Le président de l’Autorité palestinienne Mahmoud Abbas a déclaré qu’il était prêt à reprendre les négociations de paix avec Israël sans conditions préalables, se démarquant de ses déclarations le mois dernier excluant la possibilité de négocier une solution à deux Etats tant que le Premier ministre Benjamin Netanyahu était au pouvoir.

Dans une interview avec le média panarabe Al-Arab de Ramallah, Abbas a exprimé son soutien à une solution à deux Etats et à la paix avec Israël : « Je dis aux Israéliens : nos mains sont tendues vers vous pour que nous puissions vivre dans deux Etats. J’espère que vous ne couperez pas la main tendue vers la paix, car l’alternative sera dévastatrice pour tout le monde. »

Abbas a affirmé n’avoir « aucun problème » à revenir aux négociations avec Netanyahu en tant que représentant du peuple israélien – « sans conditions préalables ».

Le président de l’AP a également déclaré que le soulèvement populaire contre Israël était une forme légitime de résistance à l’occupation, et que si les Palestiniens reconnaissent Israël comme un Etat souverain, ils ne le reconnaissent pas comme un Etat juif – exigence clé imposée par Netanyahu. Abbas a ajouté n’être nullement hostile envers les Juifs, ajoutant que chaque fois qu’il rencontrait des délégations juives en Israël ou à l’étranger, il le mentionnait.

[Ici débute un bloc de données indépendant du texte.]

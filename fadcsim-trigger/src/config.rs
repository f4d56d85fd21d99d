//! Trigger cut configuration.
#![allow(clippy::cast_possible_truncation, clippy::cast_sign_loss)]

use crate::error::Result;
use crate::trigger::TriggerKind;
use fadcsim_core::ConfigError;
use serde::{Deserialize, Serialize};
use std::fs::File;
use std::io::BufReader;
use std::path::Path;

/// Named cut options.
pub mod names {
    /// Seed hit energy lower bound (GeV).
    pub const CLUSTER_SEED_ENERGY_LOW: &str = "clusterSeedEnergyLow";
    /// Seed hit energy upper bound (GeV).
    pub const CLUSTER_SEED_ENERGY_HIGH: &str = "clusterSeedEnergyHigh";
    /// Cluster energy lower bound (GeV).
    pub const CLUSTER_TOTAL_ENERGY_LOW: &str = "clusterTotalEnergyLow";
    /// Cluster energy upper bound (GeV).
    pub const CLUSTER_TOTAL_ENERGY_HIGH: &str = "clusterTotalEnergyHigh";
    /// Minimum hits in a cluster.
    pub const CLUSTER_HIT_COUNT_LOW: &str = "clusterHitCountLow";
    /// Pair energy sum lower bound (GeV).
    pub const PAIR_ENERGY_SUM_LOW: &str = "pairEnergySumLow";
    /// Pair energy sum upper bound (GeV).
    pub const PAIR_ENERGY_SUM_HIGH: &str = "pairEnergySumHigh";
    /// Pair energy difference upper bound (GeV).
    pub const PAIR_ENERGY_DIFFERENCE_HIGH: &str = "pairEnergyDifferenceHigh";
    /// Energy slope lower bound (GeV).
    pub const PAIR_ENERGY_SLOPE_LOW: &str = "pairEnergySlopeLow";
    /// Energy slope parameter F (GeV per crystal).
    pub const PAIR_ENERGY_SLOPE_F: &str = "pairEnergySlopeF";
    /// Coplanarity upper bound (degrees).
    pub const PAIR_COPLANARITY_HIGH: &str = "pairCoplanarityHigh";
    /// Pair time difference upper bound (ns).
    pub const PAIR_TIME_COINCIDENCE: &str = "pairTimeCoincidence";

    /// All recognized names.
    pub const ALL: [&str; 12] = [
        CLUSTER_SEED_ENERGY_LOW,
        CLUSTER_SEED_ENERGY_HIGH,
        CLUSTER_TOTAL_ENERGY_LOW,
        CLUSTER_TOTAL_ENERGY_HIGH,
        CLUSTER_HIT_COUNT_LOW,
        PAIR_ENERGY_SUM_LOW,
        PAIR_ENERGY_SUM_HIGH,
        PAIR_ENERGY_DIFFERENCE_HIGH,
        PAIR_ENERGY_SLOPE_LOW,
        PAIR_ENERGY_SLOPE_F,
        PAIR_COPLANARITY_HIGH,
        PAIR_TIME_COINCIDENCE,
    ];
}

/// Widest accepted pair coincidence half-window (cycles, about 4 us).
pub const MAX_PAIR_COINCIDENCE: usize = 1024;

/// Positional layout of a cut string.
const CUT_STRING_FIELDS: [&str; 10] = [
    names::CLUSTER_TOTAL_ENERGY_LOW,
    names::CLUSTER_TOTAL_ENERGY_HIGH,
    names::CLUSTER_HIT_COUNT_LOW,
    names::PAIR_ENERGY_SUM_LOW,
    names::PAIR_ENERGY_SUM_HIGH,
    names::PAIR_ENERGY_DIFFERENCE_HIGH,
    names::PAIR_ENERGY_SLOPE_LOW,
    names::PAIR_ENERGY_SLOPE_F,
    names::PAIR_COPLANARITY_HIGH,
    names::PAIR_TIME_COINCIDENCE,
];

const SINGLES_CUT_DEFAULTS: [f64; 3] = [0.0, 8.191, 0.0];

const PAIRS_CUT_DEFAULTS: [f64; 10] = [0.0, 8.191, 0.0, 0.0, 8.191, 8.191, 0.0, 0.0055, 180.0, f64::MAX];

/// Cut thresholds and timing for the trigger evaluators.
///
/// All energies in GeV, coplanarity in degrees, times in ns, and
/// `pair_coincidence` and `dead_time` in 4 ns clock cycles. The
/// defaults accept every cluster and every pair.
///
/// In JSON each cut is read under its option name, and also under its
/// [`names`] key. Unknown keys are rejected.
#[derive(Clone, Debug, PartialEq, Serialize, Deserialize)]
#[serde(default, rename_all = "camelCase", deny_unknown_fields)]
pub struct TriggerCutConfig {
    /// Seed hit energy lower bound.
    #[serde(alias = "clusterSeedEnergyLow")]
    pub seed_energy_low: f64,
    /// Seed hit energy upper bound.
    #[serde(alias = "clusterSeedEnergyHigh")]
    pub seed_energy_high: f64,
    /// Cluster energy lower bound.
    #[serde(alias = "clusterTotalEnergyLow")]
    pub total_energy_low: f64,
    /// Cluster energy upper bound.
    #[serde(alias = "clusterTotalEnergyHigh")]
    pub total_energy_high: f64,
    /// Minimum hits in a cluster.
    #[serde(alias = "clusterHitCountLow")]
    pub min_hit_count: u32,
    /// Pair energy sum lower bound.
    pub pair_energy_sum_low: f64,
    /// Pair energy sum upper bound.
    pub pair_energy_sum_high: f64,
    /// Pair energy difference upper bound.
    #[serde(alias = "pairEnergyDifferenceHigh")]
    pub pair_energy_diff_high: f64,
    /// Energy slope lower bound.
    #[serde(alias = "pairEnergySlopeLow")]
    pub energy_slope_low: f64,
    /// Energy slope parameter F, in GeV per unit of crystal-index distance.
    ///
    /// The 0.0055 default is the hardware value, which the SSP applies per
    /// mm of cluster separation. Over crystal indices it gives a looser
    /// cut than the hardware; scale it by the crystal pitch to match.
    #[serde(alias = "pairEnergySlopeF")]
    pub energy_slope_f: f64,
    /// Coplanarity upper bound.
    #[serde(alias = "pairCoplanarityHigh")]
    pub coplanarity_high: f64,
    /// Pair time difference upper bound.
    #[serde(alias = "pairTimeCoincidence")]
    pub time_coincidence: f64,
    /// Coincidence half-window (cycles).
    pub pair_coincidence: usize,
    /// Cycles suppressed after a trigger.
    pub dead_time: u64,
}

impl Default for TriggerCutConfig {
    fn default() -> Self {
        Self {
            seed_energy_low: 0.0,
            seed_energy_high: f64::MAX,
            total_energy_low: 0.0,
            total_energy_high: f64::MAX,
            min_hit_count: 0,
            pair_energy_sum_low: 0.0,
            pair_energy_sum_high: f64::MAX,
            pair_energy_diff_high: f64::MAX,
            energy_slope_low: 0.0,
            energy_slope_f: 0.0055,
            coplanarity_high: 180.0,
            time_coincidence: f64::MAX,
            pair_coincidence: 2,
            dead_time: 0,
        }
    }
}

#[derive(Deserialize)]
#[serde(deny_unknown_fields)]
struct JsonConfig {
    trigger: TriggerCutConfig,
}

impl TriggerCutConfig {
    /// Creates a configuration with default values.
    #[must_use]
    pub fn new() -> Self {
        Self::default()
    }

    /// Set the seed energy range.
    #[must_use]
    pub fn with_seed_energy(mut self, low: f64, high: f64) -> Self {
        self.seed_energy_low = low;
        self.seed_energy_high = high;
        self
    }

    /// Set the cluster energy range.
    #[must_use]
    pub fn with_total_energy(mut self, low: f64, high: f64) -> Self {
        self.total_energy_low = low;
        self.total_energy_high = high;
        self
    }

    /// Set the minimum hit count.
    #[must_use]
    pub fn with_min_hit_count(mut self, count: u32) -> Self {
        self.min_hit_count = count;
        self
    }

    /// Set the pair energy sum range.
    #[must_use]
    pub fn with_pair_energy_sum(mut self, low: f64, high: f64) -> Self {
        self.pair_energy_sum_low = low;
        self.pair_energy_sum_high = high;
        self
    }

    /// Set the pair energy difference bound.
    #[must_use]
    pub fn with_pair_energy_diff_high(mut self, high: f64) -> Self {
        self.pair_energy_diff_high = high;
        self
    }

    /// Set the energy slope bound and parameter.
    #[must_use]
    pub fn with_energy_slope(mut self, low: f64, f: f64) -> Self {
        self.energy_slope_low = low;
        self.energy_slope_f = f;
        self
    }

    /// Set the coplanarity bound.
    #[must_use]
    pub fn with_coplanarity_high(mut self, high: f64) -> Self {
        self.coplanarity_high = high;
        self
    }

    /// Set the pair time coincidence bound.
    #[must_use]
    pub fn with_time_coincidence(mut self, ns: f64) -> Self {
        self.time_coincidence = ns;
        self
    }

    /// Set the pair coincidence half-window.
    #[must_use]
    pub fn with_pair_coincidence(mut self, cycles: usize) -> Self {
        self.pair_coincidence = cycles;
        self
    }

    /// Set the dead time.
    #[must_use]
    pub fn with_dead_time(mut self, cycles: u64) -> Self {
        self.dead_time = cycles;
        self
    }

    /// Reject NaN thresholds and coincidence windows wider than
    /// [`MAX_PAIR_COINCIDENCE`].
    pub fn validate(&self) -> std::result::Result<(), ConfigError> {
        if self.pair_coincidence > MAX_PAIR_COINCIDENCE {
            return Err(ConfigError::InvalidValue {
                name: "pairCoincidence".to_string(),
                value: self.pair_coincidence.to_string(),
            });
        }
        for name in names::ALL {
            let value = self.cut_value(name)?;
            if value.is_nan() {
                return Err(ConfigError::InvalidValue {
                    name: name.to_string(),
                    value: value.to_string(),
                });
            }
        }
        Ok(())
    }

    /// Current value of a named cut.
    pub fn cut_value(&self, name: &str) -> std::result::Result<f64, ConfigError> {
        Ok(match name {
            names::CLUSTER_SEED_ENERGY_LOW => self.seed_energy_low,
            names::CLUSTER_SEED_ENERGY_HIGH => self.seed_energy_high,
            names::CLUSTER_TOTAL_ENERGY_LOW => self.total_energy_low,
            names::CLUSTER_TOTAL_ENERGY_HIGH => self.total_energy_high,
            names::CLUSTER_HIT_COUNT_LOW => f64::from(self.min_hit_count),
            names::PAIR_ENERGY_SUM_LOW => self.pair_energy_sum_low,
            names::PAIR_ENERGY_SUM_HIGH => self.pair_energy_sum_high,
            names::PAIR_ENERGY_DIFFERENCE_HIGH => self.pair_energy_diff_high,
            names::PAIR_ENERGY_SLOPE_LOW => self.energy_slope_low,
            names::PAIR_ENERGY_SLOPE_F => self.energy_slope_f,
            names::PAIR_COPLANARITY_HIGH => self.coplanarity_high,
            names::PAIR_TIME_COINCIDENCE => self.time_coincidence,
            _ => return Err(ConfigError::UnknownCut(name.to_string())),
        })
    }

    /// Set a named cut.
    pub fn set_cut_value(&mut self, name: &str, value: f64) -> std::result::Result<(), ConfigError> {
        let slot = match name {
            names::CLUSTER_HIT_COUNT_LOW => {
                if !value.is_finite() || value < 0.0 || value > f64::from(u32::MAX) {
                    return Err(ConfigError::InvalidValue {
                        name: name.to_string(),
                        value: value.to_string(),
                    });
                }
                self.min_hit_count = value.ceil() as u32;
                return Ok(());
            }
            names::CLUSTER_SEED_ENERGY_LOW => &mut self.seed_energy_low,
            names::CLUSTER_SEED_ENERGY_HIGH => &mut self.seed_energy_high,
            names::CLUSTER_TOTAL_ENERGY_LOW => &mut self.total_energy_low,
            names::CLUSTER_TOTAL_ENERGY_HIGH => &mut self.total_energy_high,
            names::PAIR_ENERGY_SUM_LOW => &mut self.pair_energy_sum_low,
            names::PAIR_ENERGY_SUM_HIGH => &mut self.pair_energy_sum_high,
            names::PAIR_ENERGY_DIFFERENCE_HIGH => &mut self.pair_energy_diff_high,
            names::PAIR_ENERGY_SLOPE_LOW => &mut self.energy_slope_low,
            names::PAIR_ENERGY_SLOPE_F => &mut self.energy_slope_f,
            names::PAIR_COPLANARITY_HIGH => &mut self.coplanarity_high,
            names::PAIR_TIME_COINCIDENCE => &mut self.time_coincidence,
            _ => return Err(ConfigError::UnknownCut(name.to_string())),
        };
        *slot = value;
        Ok(())
    }

    /// Set cuts from a positional, whitespace separated string.
    ///
    /// Singles strings hold `Emin Emax Nmin`; pair strings continue with
    /// `sumMin sumMax diffMax slopeMin slopeF coplanarityMax timeCoincidence`.
    /// Missing trailing values take the hardware defaults and extra
    /// tokens are ignored.
    pub fn parse_cut_values(&mut self, kind: TriggerKind, cut_values: &str) -> std::result::Result<(), ConfigError> {
        let mut cuts = match kind {
            TriggerKind::Singles => SINGLES_CUT_DEFAULTS.to_vec(),
            TriggerKind::Pairs => PAIRS_CUT_DEFAULTS.to_vec(),
        };

        for ((slot, name), token) in cuts
            .iter_mut()
            .zip(CUT_STRING_FIELDS)
            .zip(cut_values.split_whitespace())
        {
            *slot = token.parse().map_err(|_| ConfigError::MalformedCutValue {
                name,
                token: token.to_string(),
            })?;
        }

        for (name, value) in CUT_STRING_FIELDS.iter().zip(cuts) {
            self.set_cut_value(name, value)?;
        }
        Ok(())
    }

    /// Load configuration from a JSON file.
    pub fn from_file<P: AsRef<Path>>(path: P) -> Result<Self> {
        let reader = BufReader::new(File::open(path)?);
        let json_config: JsonConfig = serde_json::from_reader(reader)?;
        json_config.trigger.validated()
    }

    /// Load configuration from a JSON string.
    ///
    /// Fields missing from the document keep their defaults.
    pub fn from_json(json: &str) -> Result<Self> {
        let json_config: JsonConfig = serde_json::from_str(json)?;
        json_config.trigger.validated()
    }

    fn validated(self) -> Result<Self> {
        self.validate()?;
        log::info!(
            "trigger cuts loaded: pair coincidence {} cycles, dead time {} cycles",
            self.pair_coincidence,
            self.dead_time
        );
        Ok(self)
    }
}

Abbas a averti que l’extrémisme islamique et le terrorisme qui ont englouti une grande partie du Moyen-Orient ces dernières années pourraient bientôt atteindre Israël, à moins qu’une solution ne soit trouvée à la « question palestinienne ».

Il a appelé Israël à adopter l’Initiative de paix arabe, menée par l’Arabie saoudite, dans laquelle Israël se retirerait aux frontières de 1967 en échange de liens normalisés avec les Etats musulmans.

Abbas a déclaré que les Palestiniens exigent à présent qu’en plus des États-Unis, la Jordanie et l’Egypte participent à la médiation de futurs pourparlers de paix entre Israël et l’Autorité palestinienne.

Abbas a confirmé l’existence d’un dialogue indirect entre Israël et les hauts responsables du Hamas.

Selon Abbas, le Hamas aurait théoriquement approuvé une initiative diplomatique israélienne appelant à la création d’un Etat palestinien à Gaza sur des terres annexées à la péninsule égyptienne du Sinaï.

Le dirigeant palestinien a également déclaré qu’il a travaillé sans relâche pour négocier un cessez-le feu entre Israël et le Hamas pendant la guerre de 50 jours l’été dernier, affirmant que son appel au Hamas à arrêter sans condition tout tir de roquettes sur Israël est tombée dans l’oreille d’un sourd.

La veille des élections du mois dernier, Netanyahu a déclaré qu’un Etat palestinien ne serait pas établi sous son mandat, s’il était réélu, avertissant que toutes les zones qui tomberaient sous domination palestinienne pourraient par la suite devenir un bastion du Hamas.

Interrogé directement lors d’une interview si un Etat palestinien ne sera jamais établi sous sa gouvernance, le Premier ministre a répondu : « En effet. » Après les élections, Netanyahu s’est rétracté, affirmant qu’il soutenait toujours « une solution à deux Etats, pacifique et durable ».